(Collected data entries)

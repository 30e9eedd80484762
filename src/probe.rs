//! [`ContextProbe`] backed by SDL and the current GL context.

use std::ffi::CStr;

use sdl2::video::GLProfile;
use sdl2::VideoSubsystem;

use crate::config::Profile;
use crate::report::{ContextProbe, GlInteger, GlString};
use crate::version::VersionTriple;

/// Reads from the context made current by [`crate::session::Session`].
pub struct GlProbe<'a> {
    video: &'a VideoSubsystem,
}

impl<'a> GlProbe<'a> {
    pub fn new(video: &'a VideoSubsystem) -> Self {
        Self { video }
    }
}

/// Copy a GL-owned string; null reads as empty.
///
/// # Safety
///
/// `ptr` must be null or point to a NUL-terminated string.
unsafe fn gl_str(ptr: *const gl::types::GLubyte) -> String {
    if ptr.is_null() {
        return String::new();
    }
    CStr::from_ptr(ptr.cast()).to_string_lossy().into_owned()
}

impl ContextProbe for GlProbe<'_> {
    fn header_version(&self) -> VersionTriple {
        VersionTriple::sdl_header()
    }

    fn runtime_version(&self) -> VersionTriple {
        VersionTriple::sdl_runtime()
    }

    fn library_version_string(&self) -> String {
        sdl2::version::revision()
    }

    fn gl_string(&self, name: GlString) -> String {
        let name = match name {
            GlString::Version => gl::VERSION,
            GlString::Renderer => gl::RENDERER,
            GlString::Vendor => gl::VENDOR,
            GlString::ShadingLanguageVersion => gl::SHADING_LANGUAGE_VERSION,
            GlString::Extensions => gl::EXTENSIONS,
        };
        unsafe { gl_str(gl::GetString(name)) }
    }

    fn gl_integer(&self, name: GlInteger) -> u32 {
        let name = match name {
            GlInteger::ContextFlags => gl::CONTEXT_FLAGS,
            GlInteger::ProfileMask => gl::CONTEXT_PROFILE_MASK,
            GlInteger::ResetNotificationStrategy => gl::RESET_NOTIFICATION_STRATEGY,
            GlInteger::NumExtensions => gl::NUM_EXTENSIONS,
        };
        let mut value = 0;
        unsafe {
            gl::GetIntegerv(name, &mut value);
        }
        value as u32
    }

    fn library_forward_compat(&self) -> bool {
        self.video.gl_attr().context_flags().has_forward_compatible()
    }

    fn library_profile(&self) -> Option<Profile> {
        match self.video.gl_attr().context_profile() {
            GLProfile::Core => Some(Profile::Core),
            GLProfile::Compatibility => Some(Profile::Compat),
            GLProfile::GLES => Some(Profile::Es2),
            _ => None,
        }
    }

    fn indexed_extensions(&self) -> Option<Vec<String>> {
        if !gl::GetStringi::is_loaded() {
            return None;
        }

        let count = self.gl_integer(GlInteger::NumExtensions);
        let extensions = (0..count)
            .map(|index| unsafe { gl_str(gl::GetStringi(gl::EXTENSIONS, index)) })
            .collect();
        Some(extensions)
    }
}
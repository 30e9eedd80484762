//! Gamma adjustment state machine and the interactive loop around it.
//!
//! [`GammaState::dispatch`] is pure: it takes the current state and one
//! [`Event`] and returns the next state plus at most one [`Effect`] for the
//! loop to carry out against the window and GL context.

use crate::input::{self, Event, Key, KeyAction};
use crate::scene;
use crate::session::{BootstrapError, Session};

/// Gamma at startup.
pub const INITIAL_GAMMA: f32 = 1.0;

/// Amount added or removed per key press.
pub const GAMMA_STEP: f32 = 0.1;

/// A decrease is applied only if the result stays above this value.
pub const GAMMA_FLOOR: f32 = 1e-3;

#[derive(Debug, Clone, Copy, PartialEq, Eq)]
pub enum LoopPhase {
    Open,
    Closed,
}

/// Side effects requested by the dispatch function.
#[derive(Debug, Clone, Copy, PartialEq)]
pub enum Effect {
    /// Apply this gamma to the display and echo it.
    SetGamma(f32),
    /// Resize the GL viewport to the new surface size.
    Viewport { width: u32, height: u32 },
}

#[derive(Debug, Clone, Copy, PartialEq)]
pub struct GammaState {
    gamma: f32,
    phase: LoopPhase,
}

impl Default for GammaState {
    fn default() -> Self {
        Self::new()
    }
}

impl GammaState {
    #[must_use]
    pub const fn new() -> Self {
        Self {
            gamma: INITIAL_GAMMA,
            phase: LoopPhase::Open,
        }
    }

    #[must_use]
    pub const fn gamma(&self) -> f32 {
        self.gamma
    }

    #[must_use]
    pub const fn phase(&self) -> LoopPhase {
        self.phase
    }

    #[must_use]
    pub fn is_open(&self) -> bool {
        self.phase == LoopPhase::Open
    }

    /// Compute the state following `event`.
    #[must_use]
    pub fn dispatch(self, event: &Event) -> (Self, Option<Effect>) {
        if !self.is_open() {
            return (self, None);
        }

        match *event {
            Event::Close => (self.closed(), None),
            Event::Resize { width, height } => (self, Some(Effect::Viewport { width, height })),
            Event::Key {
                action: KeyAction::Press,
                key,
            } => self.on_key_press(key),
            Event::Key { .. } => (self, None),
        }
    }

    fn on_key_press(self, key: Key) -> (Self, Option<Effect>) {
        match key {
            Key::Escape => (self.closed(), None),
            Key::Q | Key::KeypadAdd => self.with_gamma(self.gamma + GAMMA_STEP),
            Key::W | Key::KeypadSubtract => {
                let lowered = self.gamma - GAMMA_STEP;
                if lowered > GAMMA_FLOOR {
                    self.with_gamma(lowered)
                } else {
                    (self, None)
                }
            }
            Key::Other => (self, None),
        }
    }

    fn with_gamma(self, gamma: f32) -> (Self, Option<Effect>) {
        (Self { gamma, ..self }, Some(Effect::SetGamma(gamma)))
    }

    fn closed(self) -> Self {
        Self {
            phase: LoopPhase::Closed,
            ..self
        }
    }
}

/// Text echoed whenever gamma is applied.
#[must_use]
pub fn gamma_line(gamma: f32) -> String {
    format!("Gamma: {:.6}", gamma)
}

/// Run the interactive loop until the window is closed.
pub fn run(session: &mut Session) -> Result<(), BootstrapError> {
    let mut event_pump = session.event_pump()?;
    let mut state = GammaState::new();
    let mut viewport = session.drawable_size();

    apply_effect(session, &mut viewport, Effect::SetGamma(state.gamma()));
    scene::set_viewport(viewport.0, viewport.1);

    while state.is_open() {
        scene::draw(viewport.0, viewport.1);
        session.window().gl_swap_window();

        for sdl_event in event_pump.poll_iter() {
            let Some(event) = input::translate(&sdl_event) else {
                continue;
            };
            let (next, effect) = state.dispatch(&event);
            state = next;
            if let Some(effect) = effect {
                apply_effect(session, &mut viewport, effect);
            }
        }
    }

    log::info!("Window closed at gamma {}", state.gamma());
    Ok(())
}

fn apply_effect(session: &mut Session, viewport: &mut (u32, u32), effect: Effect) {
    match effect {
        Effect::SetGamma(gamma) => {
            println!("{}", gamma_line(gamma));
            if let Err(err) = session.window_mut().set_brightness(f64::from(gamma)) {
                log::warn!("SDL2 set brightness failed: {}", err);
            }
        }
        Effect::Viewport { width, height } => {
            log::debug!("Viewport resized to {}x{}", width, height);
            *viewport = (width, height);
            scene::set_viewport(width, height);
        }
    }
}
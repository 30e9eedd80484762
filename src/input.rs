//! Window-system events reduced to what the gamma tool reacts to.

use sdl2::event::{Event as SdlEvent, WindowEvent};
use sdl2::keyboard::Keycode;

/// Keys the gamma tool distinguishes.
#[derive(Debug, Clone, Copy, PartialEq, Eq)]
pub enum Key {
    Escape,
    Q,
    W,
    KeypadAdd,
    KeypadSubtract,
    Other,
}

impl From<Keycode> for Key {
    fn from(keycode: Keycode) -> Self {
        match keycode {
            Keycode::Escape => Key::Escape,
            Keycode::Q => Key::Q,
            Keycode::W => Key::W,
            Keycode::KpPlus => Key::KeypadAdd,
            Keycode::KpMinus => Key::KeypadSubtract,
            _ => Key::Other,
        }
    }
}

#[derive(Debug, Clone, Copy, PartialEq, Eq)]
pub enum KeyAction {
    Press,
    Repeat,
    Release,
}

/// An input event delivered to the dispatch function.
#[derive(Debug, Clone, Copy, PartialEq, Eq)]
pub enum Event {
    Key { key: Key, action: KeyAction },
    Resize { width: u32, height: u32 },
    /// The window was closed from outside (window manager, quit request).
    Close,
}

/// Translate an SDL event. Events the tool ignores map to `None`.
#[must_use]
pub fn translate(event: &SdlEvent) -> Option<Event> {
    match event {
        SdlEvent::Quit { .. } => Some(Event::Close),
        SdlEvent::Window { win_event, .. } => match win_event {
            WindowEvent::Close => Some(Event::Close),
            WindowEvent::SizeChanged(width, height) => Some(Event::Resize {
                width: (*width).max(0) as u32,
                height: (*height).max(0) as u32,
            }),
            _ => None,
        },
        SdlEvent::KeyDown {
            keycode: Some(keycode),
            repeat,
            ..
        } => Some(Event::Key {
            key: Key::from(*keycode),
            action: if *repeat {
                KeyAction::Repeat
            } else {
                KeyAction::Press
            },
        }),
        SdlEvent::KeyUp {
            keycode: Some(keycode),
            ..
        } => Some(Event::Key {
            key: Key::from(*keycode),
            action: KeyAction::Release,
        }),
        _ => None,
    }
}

▶ _TASK DIRECTIONS_: Looking at the data above, count every line holding the word "SetGamma" and state only the count.

▶ _SOLVED PROBLEM_: 4